*Problem to work on:*
Within the records that follow, find every line containing the string "under". Copy those lines.

[[ Recorded information open ]]

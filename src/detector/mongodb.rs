// Copyright (c) 2025 Erick Bourgeois, firestoned
// SPDX-License-Identifier: MIT

//! `MongoDB` replica set primary detection.
//!
//! The member is addressed through its stable DNS name under the statefulset's
//! governing service and queried with a direct connection, so the driver talks
//! to that member only. Clusters running with `sslMode: requireSSL` authenticate
//! with the client certificate; every other cluster uses the root credentials
//! from its auth secret.

use crate::cluster::ClusterIdentity;
use crate::constants::{
    MONGODB_ADMIN_DATABASE, MONGODB_CLIENT_PEM_FILE, MONGODB_PORT,
    MONGODB_SERVER_SELECTION_TIMEOUT_SECS, SECRET_KEY_CA_CERT, SECRET_KEY_TLS_CERT,
    SECRET_KEY_TLS_KEY,
};
use crate::credentials::{CredentialProvider, CredentialRequest, RootCredentials};
use crate::crd::{governing_service_name, MongoDB};
use crate::detector::DetectPrimary;
use crate::errors::{DetectError, ExecError};
use crate::kube_api::{ClusterSpecSource, SecretSource};
use crate::retry::{poll_immediate, PollError, PollSettings};
use async_trait::async_trait;
use k8s_openapi::api::core::v1::Pod;
use kube::ResourceExt;
use mongodb::bson::{doc, Document};
use mongodb::error::ErrorKind;
use mongodb::options::{
    AuthMechanism, ClientOptions, Credential, ServerAddress, Tls, TlsOptions,
};
use mongodb::Client;
use std::collections::BTreeMap;
use std::os::unix::fs::PermissionsExt;
use std::path::{Path, PathBuf};
use std::sync::Arc;
use std::time::Duration;
use tokio::io::AsyncWriteExt;
use tracing::debug;

/// Owner read/write only.
const PRIVATE_FILE_MODE: u32 = 0o600;

/// How the detector authenticates.
#[derive(Clone, Debug, PartialEq, Eq)]
pub enum MongoAuth {
    /// Root username/password against `admin`
    Basic(RootCredentials),
    /// TLS with client certificate authentication
    X509 {
        ca_file: PathBuf,
        /// Certificate followed by its private key
        cert_key_file: PathBuf,
    },
}

/// Everything an executor needs for one `isMaster` call.
#[derive(Clone, Debug, PartialEq, Eq)]
pub struct MongoTarget {
    pub host: String,
    pub port: u16,
    pub auth: MongoAuth,
}

impl MongoTarget {
    #[must_use]
    pub fn endpoint(&self) -> String {
        format!("{}:{}", self.host, self.port)
    }
}

/// Runs `isMaster` over one short-lived client.
#[async_trait]
pub trait MongoExecutor: Send + Sync {
    async fn is_master(&self, target: &MongoTarget) -> Result<Document, ExecError>;
}

/// [`MongoExecutor`] on the official driver.
#[derive(Clone, Copy, Debug, Default)]
pub struct DriverMongoExecutor;

impl DriverMongoExecutor {
    fn client_options(target: &MongoTarget) -> ClientOptions {
        let mut options = ClientOptions::default();
        options.hosts = vec![ServerAddress::Tcp {
            host: target.host.clone(),
            port: Some(target.port),
        }];
        options.direct_connection = Some(true);
        options.server_selection_timeout =
            Some(Duration::from_secs(MONGODB_SERVER_SELECTION_TIMEOUT_SECS));

        let mut credential = Credential::default();
        match &target.auth {
            MongoAuth::Basic(creds) => {
                credential.username = Some(creds.username.clone());
                credential.password = Some(creds.password.clone());
                credential.source = Some(MONGODB_ADMIN_DATABASE.to_string());
            }
            MongoAuth::X509 {
                ca_file,
                cert_key_file,
            } => {
                credential.mechanism = Some(AuthMechanism::MongoDbX509);

                let mut tls = TlsOptions::default();
                tls.ca_file_path = Some(ca_file.clone());
                tls.cert_key_file_path = Some(cert_key_file.clone());
                options.tls = Some(Tls::Enabled(tls));
            }
        }
        options.credential = Some(credential);
        options
    }
}

fn classify_driver_error(endpoint: &str, err: &mongodb::error::Error) -> ExecError {
    match err.kind.as_ref() {
        ErrorKind::ServerSelection { .. } | ErrorKind::Io(_) => ExecError::Unreachable {
            endpoint: endpoint.to_string(),
            reason: err.to_string(),
        },
        ErrorKind::Authentication { .. } | ErrorKind::InvalidArgument { .. } => {
            ExecError::Connect {
                endpoint: endpoint.to_string(),
                reason: err.to_string(),
            }
        }
        _ => ExecError::Query {
            endpoint: endpoint.to_string(),
            reason: err.to_string(),
        },
    }
}

#[async_trait]
impl MongoExecutor for DriverMongoExecutor {
    async fn is_master(&self, target: &MongoTarget) -> Result<Document, ExecError> {
        let endpoint = target.endpoint();

        let client = Client::with_options(Self::client_options(target)).map_err(|e| {
            ExecError::Connect {
                endpoint: endpoint.clone(),
                reason: e.to_string(),
            }
        })?;

        let reply = client
            .database(MONGODB_ADMIN_DATABASE)
            .run_command(doc! { "isMaster": 1 })
            .await
            .map_err(|e| classify_driver_error(&endpoint, &e));

        client.shutdown().await;
        reply
    }
}

/// Stable DNS name of a replica set member pod.
#[must_use]
pub fn member_host(pod_name: &str, namespace: &str) -> String {
    format!(
        "{pod_name}.{}.{namespace}.svc",
        governing_service_name(pod_name)
    )
}

/// Primary flag of an `isMaster` reply; absent or non-boolean reads as `false`.
#[must_use]
pub fn reply_is_primary(reply: &Document) -> bool {
    reply.get_bool("ismaster").unwrap_or(false)
}

/// Write the CA and client bundle of a certificate secret under `dir`.
///
/// Returns the CA file and the certificate+key bundle paths.
pub async fn store_client_certificates(
    dir: &Path,
    secret: &str,
    data: &BTreeMap<String, Vec<u8>>,
) -> Result<(PathBuf, PathBuf), DetectError> {
    let value = |key: &str| {
        data.get(key).ok_or_else(|| DetectError::MissingSecretKey {
            secret: secret.to_string(),
            key: key.to_string(),
        })
    };
    let ca = value(SECRET_KEY_CA_CERT)?;
    let cert = value(SECRET_KEY_TLS_CERT)?;
    let key = value(SECRET_KEY_TLS_KEY)?;

    let store_err = |source: std::io::Error| DetectError::CertificateStore {
        path: dir.display().to_string(),
        source,
    };

    tokio::fs::create_dir_all(dir).await.map_err(store_err)?;

    let ca_file = dir.join(SECRET_KEY_CA_CERT);
    tokio::fs::write(&ca_file, ca).await.map_err(store_err)?;

    let mut bundle = cert.clone();
    if !bundle.ends_with(b"\n") {
        bundle.push(b'\n');
    }
    bundle.extend_from_slice(key);
    let cert_key_file = dir.join(MONGODB_CLIENT_PEM_FILE);
    write_private(&cert_key_file, &bundle)
        .await
        .map_err(store_err)?;

    Ok((ca_file, cert_key_file))
}

/// Write `contents` to a file readable only by its owner.
async fn write_private(path: &Path, contents: &[u8]) -> std::io::Result<()> {
    let mut file = tokio::fs::OpenOptions::new()
        .write(true)
        .create(true)
        .truncate(true)
        .mode(PRIVATE_FILE_MODE)
        .open(path)
        .await?;
    // mode only applies on creation
    file.set_permissions(std::fs::Permissions::from_mode(PRIVATE_FILE_MODE))
        .await?;
    file.write_all(contents).await?;
    file.flush().await
}

/// Primary detector for `MongoDB` replica sets.
pub struct MongoDetector {
    cluster: ClusterIdentity,
    specs: Arc<dyn ClusterSpecSource>,
    secrets: Arc<dyn SecretSource>,
    credentials: Arc<dyn CredentialProvider>,
    executor: Arc<dyn MongoExecutor>,
    cert_dir: PathBuf,
    poll: PollSettings,
}

impl MongoDetector {
    #[must_use]
    pub fn new(
        cluster: ClusterIdentity,
        specs: Arc<dyn ClusterSpecSource>,
        secrets: Arc<dyn SecretSource>,
        credentials: Arc<dyn CredentialProvider>,
        executor: Arc<dyn MongoExecutor>,
        cert_dir: PathBuf,
    ) -> Self {
        Self {
            cluster,
            specs,
            secrets,
            credentials,
            executor,
            cert_dir,
            poll: PollSettings::default(),
        }
    }

    #[must_use]
    pub fn with_poll_settings(mut self, poll: PollSettings) -> Self {
        self.poll = poll;
        self
    }

    async fn auth(
        &self,
        resource: &MongoDB,
        namespace: &str,
        pod_name: &str,
    ) -> Result<MongoAuth, DetectError> {
        if resource.requires_tls() {
            let secret = resource.client_cert_secret_name();
            let data = self
                .secrets
                .secret_data(namespace, &secret)
                .await
                .map_err(|source| DetectError::Kube {
                    what: format!("secret {namespace}/{secret}"),
                    source,
                })?;
            let dir = self.cert_dir.join(namespace).join(&self.cluster.name);
            let (ca_file, cert_key_file) = store_client_certificates(&dir, &secret, &data).await?;
            return Ok(MongoAuth::X509 {
                ca_file,
                cert_key_file,
            });
        }

        let credentials = self
            .credentials
            .root_credentials(CredentialRequest {
                namespace,
                cluster: &self.cluster.name,
                pod: pod_name,
                auth_secret: resource.spec.auth_secret.as_ref().map(|s| s.name.as_str()),
            })
            .await?;
        Ok(MongoAuth::Basic(credentials))
    }
}

#[async_trait]
impl DetectPrimary for MongoDetector {
    async fn is_primary(&self, pod: &Pod) -> Result<bool, DetectError> {
        let namespace = pod.namespace().unwrap_or_default();
        let pod_name = pod.name_any();

        let resource = self
            .specs
            .mongodb(&namespace, &self.cluster.name)
            .await
            .map_err(|source| DetectError::Kube {
                what: format!("MongoDB {namespace}/{}", self.cluster.name),
                source,
            })?;

        let target = MongoTarget {
            host: member_host(&pod_name, &namespace),
            port: MONGODB_PORT,
            auth: self.auth(&resource, &namespace, &pod_name).await?,
        };

        let reply = poll_immediate(
            self.poll,
            "mongodb isMaster",
            || self.executor.is_master(&target),
            ExecError::is_transient,
        )
        .await
        .map_err(|err| match err {
            PollError::Failed(e) => DetectError::Exec(e),
            PollError::TimedOut {
                elapsed,
                last_error,
                ..
            } => DetectError::ConnectTimeout {
                elapsed,
                last_error: last_error.to_string(),
            },
        })?;

        let is_primary = reply_is_primary(&reply);
        debug!(pod = %pod_name, endpoint = %target.endpoint(), primary = is_primary, "isMaster answered");
        Ok(is_primary)
    }
}

#[cfg(test)]
#[path = "mongodb_tests.rs"]
mod mongodb_tests;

[[ Recorded information closed ]]

*Written response:*
//! The member is addressed through its stable DNS name under the statefulset's
/// Write the CA and client bundle of a certificate secret under `dir`.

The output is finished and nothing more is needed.